Division of Clinical Epidemiology and Aging Research, German Cancer Research Center (DKFZ), Heidelberg, Germany.
German Centre for Cancer Registry Data (ZfKD), Department of Epidemiology and Health Monitoring, Robert Koch-Institute, Berlin, Germany.
Oral Oncol. 2018 Jan;76:8-15. doi: 10.1016/j.oraloncology.2017.11.015. Epub 2017 Nov 21.
The epidemiology of squamous cell oral cavity and pharyngeal cancers (OCPC) has changed rapidly during the last years, possibly due to an increase of human papilloma virus (HPV) positive tumors and successes in tobacco prevention.

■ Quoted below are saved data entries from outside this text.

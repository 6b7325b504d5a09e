use crate::data_structures::{cast, same_element, Castable, Upcast};
use crate::error::{Error, Result};
use std::any::type_name;
use std::cell::RefCell;
use std::error::Error as StdError;
use std::fmt;
use std::rc::Rc;
use tracing::trace;

/// Selects how a `for_each` call walks a [TypedCollection].
#[derive(Copy, Clone, Debug, Default, Eq, PartialEq, Hash)]
pub enum Traversal {
	/// Walk the backing sequence itself.
	///
	/// Mutations made from the callback are visible to the remaining steps:
	/// appended elements are visited in the same pass, and removing an element at or before
	/// the current position shifts the rest left, so the element after it is skipped.
	#[default]
	Live,
	/// Copy the sequence first and walk the copy.
	/// Mutations made from the callback do not affect the pass in progress.
	Snapshot,
}

/// An ordered list of heterogeneous elements stored behind the base type `T`,
/// which can be queried by the capabilities of their concrete runtime types.
///
/// All operations take `&self`, so callbacks may add or remove elements while a traversal is running.
/// The backing storage is never borrowed while user code runs.
pub struct TypedCollection<T: ?Sized> {
	elements: RefCell<Vec<Rc<T>>>,
}

impl<T: ?Sized + Castable> TypedCollection<T> {
	/// Create a new, empty [TypedCollection].
	pub fn new() -> Self {
		Self::with_capacity(0)
	}

	/// Create a new [TypedCollection] with the specified capacity.
	///
	/// # Arguments
	/// * `capacity` - The number of elements the collection can hold without reallocating
	pub fn with_capacity(capacity: usize) -> Self {
		Self {
			elements: RefCell::new(Vec::with_capacity(capacity)),
		}
	}

	/// Reserve space for at least `additional` more elements.
	pub fn reserve(&self, additional: usize) {
		self.elements.borrow_mut().reserve(additional);
	}

	pub fn len(&self) -> usize {
		self.elements.borrow().len()
	}

	pub fn is_empty(&self) -> bool {
		self.elements.borrow().is_empty()
	}

	/// Get the element at `index`, in insertion order.
	pub fn get(&self, index: usize) -> Option<Rc<T>> {
		self.elements.borrow().get(index).cloned()
	}

	/// Construct a new element with `construct`, append it and return it.
	pub fn add_constructed<E, F>(&self, construct: F) -> Rc<E>
	where
		E: Upcast<T>,
		F: FnOnce() -> E,
	{
		let element = Rc::new(construct());
		self.push(<E as Upcast<T>>::upcast(Rc::clone(&element)));
		trace!(element = type_name::<E>(), len = self.len(), "Element constructed");
		element
	}

	/// Construct a new element with the fallible `construct`, append it and return it.
	///
	/// If `construct` fails the collection is left untouched and [Error::Construction] is returned.
	pub fn try_add_constructed<E, F, Failure>(&self, construct: F) -> Result<Rc<E>>
	where
		E: Upcast<T>,
		F: FnOnce() -> std::result::Result<E, Failure>,
		Failure: Into<Box<dyn StdError + Send + Sync>>,
	{
		let element = construct().map_err(|source| Error::Construction {
			component: type_name::<E>(),
			source: source.into(),
		})?;
		Ok(self.add_constructed(|| element))
	}

	/// Append a pre-built element.
	pub fn add(&self, element: Rc<T>) {
		self.push(element);
		trace!(base = type_name::<T>(), len = self.len(), "Element added");
	}

	/// Remove the first occurrence of `element`, compared by identity.
	/// Returns whether an element was removed.
	pub fn remove<E: ?Sized>(&self, element: &Rc<E>) -> bool {
		// The removed element is dropped after the borrow ends, its destructor may touch the collection.
		let removed = {
			let mut elements = self.elements.borrow_mut();
			elements
				.iter()
				.position(|e| same_element(e, element))
				.map(|index| elements.remove(index))
		};

		trace!(base = type_name::<T>(), removed = removed.is_some(), "Element removal");
		removed.is_some()
	}

	/// Returns true if `element` is stored in the collection, compared by identity.
	pub fn contains<E: ?Sized>(&self, element: &Rc<E>) -> bool {
		self.elements.borrow().iter().any(|e| same_element(e, element))
	}

	/// Get the first element satisfying the capability `E`, in insertion order.
	pub fn first<E: ?Sized + 'static>(&self) -> Option<Rc<E>> {
		self.iter().find_map(|element| cast::<T, E>(&element))
	}

	/// Get all the elements satisfying the capability `E`, in insertion order.
	pub fn all<E: ?Sized + 'static>(&self) -> Vec<Rc<E>> {
		self.iter().filter_map(|element| cast::<T, E>(&element)).collect()
	}

	/// Invoke `action` on every element, walking the live sequence.
	pub fn for_each<F: FnMut(&Rc<T>)>(&self, action: F) {
		self.for_each_in(Traversal::Live, action)
	}

	/// Invoke `action` on every element satisfying the capability `E`, walking the live sequence.
	pub fn for_each_of<E, F>(&self, action: F)
	where
		E: ?Sized + 'static,
		F: FnMut(&Rc<E>),
	{
		self.for_each_of_in::<E, F>(Traversal::Live, action)
	}

	/// Invoke `action` on every element.
	///
	/// # Arguments
	/// * `traversal` - Whether to walk the live sequence or a snapshot of it
	/// * `action` - The action performed on each element
	pub fn for_each_in<F: FnMut(&Rc<T>)>(&self, traversal: Traversal, mut action: F) {
		match traversal {
			Traversal::Live => self.iter().for_each(|element| action(&element)),
			Traversal::Snapshot => self.to_vec().iter().for_each(action),
		}
	}

	/// Invoke `action` on every element satisfying the capability `E`.
	///
	/// # Arguments
	/// * `traversal` - Whether to walk the live sequence or a snapshot of it
	/// * `action` - The action performed on each matching element
	pub fn for_each_of_in<E, F>(&self, traversal: Traversal, mut action: F)
	where
		E: ?Sized + 'static,
		F: FnMut(&Rc<E>),
	{
		self.for_each_in(traversal, |element| {
			if let Some(element) = cast::<T, E>(element) {
				action(&element);
			}
		})
	}

	/// Create a new collection sharing the same elements, with an independent backing sequence.
	pub fn snapshot(&self) -> Self {
		let elements = self.to_vec();
		trace!(base = type_name::<T>(), len = elements.len(), "Snapshot taken");
		Self {
			elements: RefCell::new(elements),
		}
	}

	/// Copy the current sequence of elements.
	pub fn to_vec(&self) -> Vec<Rc<T>> {
		self.elements.borrow().clone()
	}

	/// Iterate over all elements, in insertion order.
	///
	/// The iterator walks the live sequence by position and follows the same rules as [Traversal::Live].
	pub fn iter(&self) -> Iter<'_, T> {
		Iter {
			collection: self,
			cursor: 0,
		}
	}

	#[inline(always)]
	fn push(&self, element: Rc<T>) {
		self.elements.borrow_mut().push(element);
	}
}

impl<T: ?Sized + Castable> Default for TypedCollection<T> {
	fn default() -> Self {
		Self::new()
	}
}

impl<T: ?Sized + Castable> Clone for TypedCollection<T> {
	fn clone(&self) -> Self {
		self.snapshot()
	}
}

impl<T: ?Sized + Castable> Extend<Rc<T>> for TypedCollection<T> {
	fn extend<I: IntoIterator<Item = Rc<T>>>(&mut self, iter: I) {
		self.elements.get_mut().extend(iter);
	}
}

impl<T: ?Sized + Castable> FromIterator<Rc<T>> for TypedCollection<T> {
	fn from_iter<I: IntoIterator<Item = Rc<T>>>(iter: I) -> Self {
		Self {
			elements: RefCell::new(iter.into_iter().collect()),
		}
	}
}

impl<T: ?Sized> fmt::Debug for TypedCollection<T> {
	fn fmt(&self, f: &mut fmt::Formatter<'_>) -> fmt::Result {
		f.debug_struct("TypedCollection")
			.field("base", &type_name::<T>())
			.field("len", &self.elements.borrow().len())
			.finish()
	}
}

impl<'l, T: ?Sized + Castable> IntoIterator for &'l TypedCollection<T> {
	type Item = Rc<T>;
	type IntoIter = Iter<'l, T>;

	fn into_iter(self) -> Self::IntoIter {
		self.iter()
	}
}

/// A positional iterator over the elements of a [TypedCollection].
pub struct Iter<'l, T: ?Sized> {
	collection: &'l TypedCollection<T>,
	cursor: usize,
}

impl<T: ?Sized + Castable> Iterator for Iter<'_, T> {
	type Item = Rc<T>;

	fn next(&mut self) -> Option<Self::Item> {
		let element = self.collection.get(self.cursor)?;
		self.cursor += 1;
		Some(element)
	}

	fn size_hint(&self) -> (usize, Option<usize>) {
		// The collection may grow or shrink between steps.
		(0, None)
	}
}
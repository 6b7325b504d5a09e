use crate::prelude::*;
use std::cell::Cell;
use std::rc::Rc;

pub trait Moving {
	fn speed(&self) -> f32;
}

pub trait Named {
	fn name(&self) -> &str;
}

#[derive(Default, Component)]
pub struct Position {
	#[holder]
	pub holder: HolderSlot<Holder>,
	pub x: Cell<f32>,
	pub y: Cell<f32>,
}

#[derive(Default, Component)]
#[capability(dyn Moving)]
pub struct Velocity {
	#[holder]
	pub holder: HolderSlot<Holder>,
	pub speed: f32,
}

impl Moving for Velocity {
	fn speed(&self) -> f32 {
		self.speed
	}
}

#[derive(Component)]
#[capability(dyn Moving, dyn Named)]
pub struct Rocket(pub &'static str);

impl Moving for Rocket {
	fn speed(&self) -> f32 {
		100.0
	}
}

impl Named for Rocket {
	fn name(&self) -> &str {
		self.0
	}
}

#[derive(Default, Component)]
pub struct Tag;

pub struct Scene {
	pub name: &'static str,
	pub components: Holder,
}

impl Scene {
	pub fn shared(name: &'static str) -> Rc<Self> {
		Rc::new(Self {
			name,
			components: Holder::new(),
		})
	}
}

impl ComponentHolder for Scene {
	type Capability = dyn Component;

	fn holder(&self) -> &Holder {
		&self.components
	}
}

#[derive(Default, Component)]
pub struct Camera {
	#[holder]
	pub scene: HolderSlot<Scene>,
}

pub trait Widget: Component {
	fn width(&self) -> u32;
}

#[derive(Default, Component)]
#[capability(dyn Widget)]
pub struct Button {
	#[holder]
	pub panel: HolderSlot<Holder<dyn Widget>>,
	pub width: u32,
}

impl Widget for Button {
	fn width(&self) -> u32 {
		self.width
	}
}

/// Identity comparison between two differently typed handles.
pub fn same<A: ?Sized, B: ?Sized>(a: &Rc<A>, b: &Rc<B>) -> bool {
	crate::data_structures::same_element(a, b)
}
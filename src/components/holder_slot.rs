use crate::holders::{AnyHolder, ComponentHolder};
use crate::error::BindError;
use std::cell::OnceCell;
use std::rc::{Rc, Weak};
use std::any::type_name;
use std::fmt;

/// A write-once back-reference from a component to its holder of type `H`.
///
/// The slot starts empty and can be filled exactly once; there is no way to clear or replace it.
/// It does not keep the holder alive: once the holder is dropped, [HolderSlot::get] returns
/// `None`, but the slot remains bound.
pub struct HolderSlot<H> {
	holder: OnceCell<Weak<H>>,
}

impl<H> HolderSlot<H> {
	/// Create a new, unbound [HolderSlot].
	pub const fn new() -> Self {
		Self {
			holder: OnceCell::new(),
		}
	}

	/// Returns true once a holder has been set.
	pub fn is_bound(&self) -> bool {
		self.holder.get().is_some()
	}
}

impl<H: ComponentHolder> HolderSlot<H> {
	/// Get the holder, if bound and still alive.
	pub fn get(&self) -> Option<Rc<H>> {
		self.holder.get().and_then(Weak::upgrade)
	}

	/// Set the holder.
	///
	/// Fails with [BindError::TypeMismatch] if `holder` is not an `H`,
	/// or with [BindError::AlreadyBound] if the slot was already filled, even with the same holder.
	pub fn bind(&self, holder: Rc<dyn AnyHolder>) -> Result<(), BindError> {
		let found = holder.holder_name();
		let holder = holder.downcast_rc::<H>().map_err(|_| BindError::TypeMismatch {
			expected: type_name::<H>(),
			found,
		})?;

		self.holder.set(Rc::downgrade(&holder)).map_err(|_| BindError::AlreadyBound {
			holder: type_name::<H>(),
		})
	}
}

impl<H> Default for HolderSlot<H> {
	fn default() -> Self {
		Self::new()
	}
}

impl<H> fmt::Debug for HolderSlot<H> {
	fn fmt(&self, f: &mut fmt::Formatter<'_>) -> fmt::Result {
		f.debug_struct("HolderSlot")
			.field("holder", &type_name::<H>())
			.field("bound", &self.is_bound())
			.finish()
	}
}
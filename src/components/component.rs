use crate::data_structures::Castable;
use std::any::type_name;

/// A unit of state or behaviour attached to a [Holder](crate::holders::Holder).
///
/// The trait carries no data of its own; it marks the types a holder accepts and,
/// through [Castable], lets them be found again by any capability they declare.
/// Implement it with `#[derive(Component)]`.
pub trait Component: Castable {
	/// The name of the concrete component type.
	fn component_name(&self) -> &'static str {
		type_name::<Self>()
	}
}
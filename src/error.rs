use std::fmt::{self, Debug, Display};
use std::io;

use truthlink_barcode::LocatorError;

/// Provides `TruthLinkError` and maps other errors to it.
///
/// Only configuration and persistence return errors. Resolving a link never does: a link that cannot be resolved
/// simply yields no particle.
#[derive(Debug)]
#[allow(clippy::module_name_repetitions)]
pub enum TruthLinkError {
    IoError(io::Error),
    JsonError(serde_json::Error),
    EncodeError(bincode::error::EncodeError),
    DecodeError(bincode::error::DecodeError),
    LocatorError(LocatorError),
    ConfigError(String),
    RegistryError(String),
}

impl From<io::Error> for TruthLinkError {
    fn from(error: io::Error) -> Self {
        TruthLinkError::IoError(error)
    }
}

impl From<serde_json::Error> for TruthLinkError {
    fn from(error: serde_json::Error) -> Self {
        TruthLinkError::JsonError(error)
    }
}

impl From<bincode::error::EncodeError> for TruthLinkError {
    fn from(error: bincode::error::EncodeError) -> Self {
        TruthLinkError::EncodeError(error)
    }
}

impl From<bincode::error::DecodeError> for TruthLinkError {
    fn from(error: bincode::error::DecodeError) -> Self {
        TruthLinkError::DecodeError(error)
    }
}

impl From<LocatorError> for TruthLinkError {
    fn from(error: LocatorError) -> Self {
        TruthLinkError::LocatorError(error)
    }
}

impl std::error::Error for TruthLinkError {
    fn source(&self) -> Option<&(dyn std::error::Error + 'static)> {
        match self {
            TruthLinkError::IoError(e) => Some(e),
            TruthLinkError::JsonError(e) => Some(e),
            TruthLinkError::EncodeError(e) => Some(e),
            TruthLinkError::DecodeError(e) => Some(e),
            TruthLinkError::LocatorError(e) => Some(e),
            TruthLinkError::ConfigError(_) | TruthLinkError::RegistryError(_) => None,
        }
    }
}

impl Display for TruthLinkError {
    fn fmt(&self, f: &mut fmt::Formatter) -> fmt::Result {
        match self {
            TruthLinkError::IoError(e) => write!(f, "IO error: {e}"),
            TruthLinkError::JsonError(e) => write!(f, "JSON error: {e}"),
            TruthLinkError::EncodeError(e) => write!(f, "encoding error: {e}"),
            TruthLinkError::DecodeError(e) => write!(f, "decoding error: {e}"),
            TruthLinkError::LocatorError(e) => write!(f, "locator error: {e}"),
            TruthLinkError::ConfigError(msg) => write!(f, "configuration error: {msg}"),
            TruthLinkError::RegistryError(msg) => write!(f, "registry error: {msg}"),
        }
    }
}
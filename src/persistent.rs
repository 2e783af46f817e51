//! The persistent form of a [`ParticleLink`].
//!
//! Only the extended barcode is written out: the packed locator word, the barcode and the collection kind code,
//! exactly as they are held in memory. A link is persisted with its current representation, so a position that was
//! promoted before writing is read back as an event number. Context and memoized particle are transient and are
//! supplied again when reading.
//!
//! The byte encoding is `bincode` with fixed-width little-endian integers, 9 bytes per link.

use bincode::config::{Configuration, Fixint, LittleEndian, NoLimit};
use serde::{Deserialize, Serialize};
use truthlink_barcode::ExtendedBarCode;

use crate::context::EventContext;
use crate::error::TruthLinkError;
use crate::link::ParticleLink;

/// Size in bytes of one encoded [`ParticleLinkP`].
pub const ENCODED_LEN: usize = 9;

#[derive(Clone, Copy, Debug, Default, PartialEq, Eq, Hash, Serialize, Deserialize)]
pub struct ParticleLinkP {
    /// The packed locator word.
    pub mc_evt_index: u32,
    pub barcode: u32,
    /// The collection kind code.
    pub mc_evt_coll: u8,
}

fn bincode_config() -> Configuration<LittleEndian, Fixint, NoLimit> {
    bincode::config::standard()
        .with_little_endian()
        .with_fixed_int_encoding()
}

impl ParticleLinkP {
    #[must_use]
    pub fn from_link(link: &ParticleLink) -> Self {
        let barcode = link.extended_barcode();
        Self {
            mc_evt_index: barcode.locator_word(),
            barcode: barcode.barcode(),
            mc_evt_coll: barcode.collection_kind().encode(),
        }
    }

    /// Restores the link, resolving against `context`. Kind codes this version does not know give a link of kind
    /// `Undefined`.
    #[must_use]
    pub fn to_link(&self, context: &EventContext) -> ParticleLink {
        ParticleLink::from_extended_barcode(self.to_extended_barcode(), context)
    }

    #[must_use]
    pub fn to_extended_barcode(&self) -> ExtendedBarCode {
        ExtendedBarCode::from_raw(self.barcode, self.mc_evt_index, self.mc_evt_coll)
    }

    pub fn to_bytes(&self) -> Result<Vec<u8>, TruthLinkError> {
        Ok(bincode::serde::encode_to_vec(self, bincode_config())?)
    }

    /// Decodes a single link from the front of `bytes`. Bytes past the first [`ENCODED_LEN`] are ignored.
    pub fn from_bytes(bytes: &[u8]) -> Result<Self, TruthLinkError> {
        let (link, _) = bincode::serde::decode_from_slice(bytes, bincode_config())?;
        Ok(link)
    }
}

impl From<&ParticleLink> for ParticleLinkP {
    fn from(link: &ParticleLink) -> Self {
        Self::from_link(link)
    }
}

/// Encodes a sequence of links: a `u64` count followed by the links, all fixed width.
pub fn encode_links(links: &[ParticleLink]) -> Result<Vec<u8>, TruthLinkError> {
    let persistent: Vec<ParticleLinkP> = links.iter().map(ParticleLinkP::from_link).collect();
    Ok(bincode::serde::encode_to_vec(&persistent, bincode_config())?)
}

/// Decodes links written by [`encode_links`], attaching each to `context`. Trailing bytes are an error.
pub fn decode_links(bytes: &[u8], context: &EventContext) -> Result<Vec<ParticleLink>, TruthLinkError> {
    let (persistent, read): (Vec<ParticleLinkP>, usize) =
        bincode::serde::decode_from_slice(bytes, bincode_config())?;
    if read != bytes.len() {
        return Err(TruthLinkError::DecodeError(bincode::error::DecodeError::Other(
            "trailing bytes after encoded particle links",
        )));
    }
    Ok(persistent.iter().map(|link| link.to_link(context)).collect())
}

Here, we compare incidence and survival of OCPC by HPV-relation of the site in Germany and the United States (US).
Age-standardized and age-specific incidence and 5-year relative survival was estimated using data from population-based cancer registries in Germany and the US Surveillance Epidemiology and End Results (SEER) 13 database. Incidence was estimated for each year between 1999 and 2013. Relative survival for 2002-2005, 2006-2009, and 2010-2013 was estimated using period analysis.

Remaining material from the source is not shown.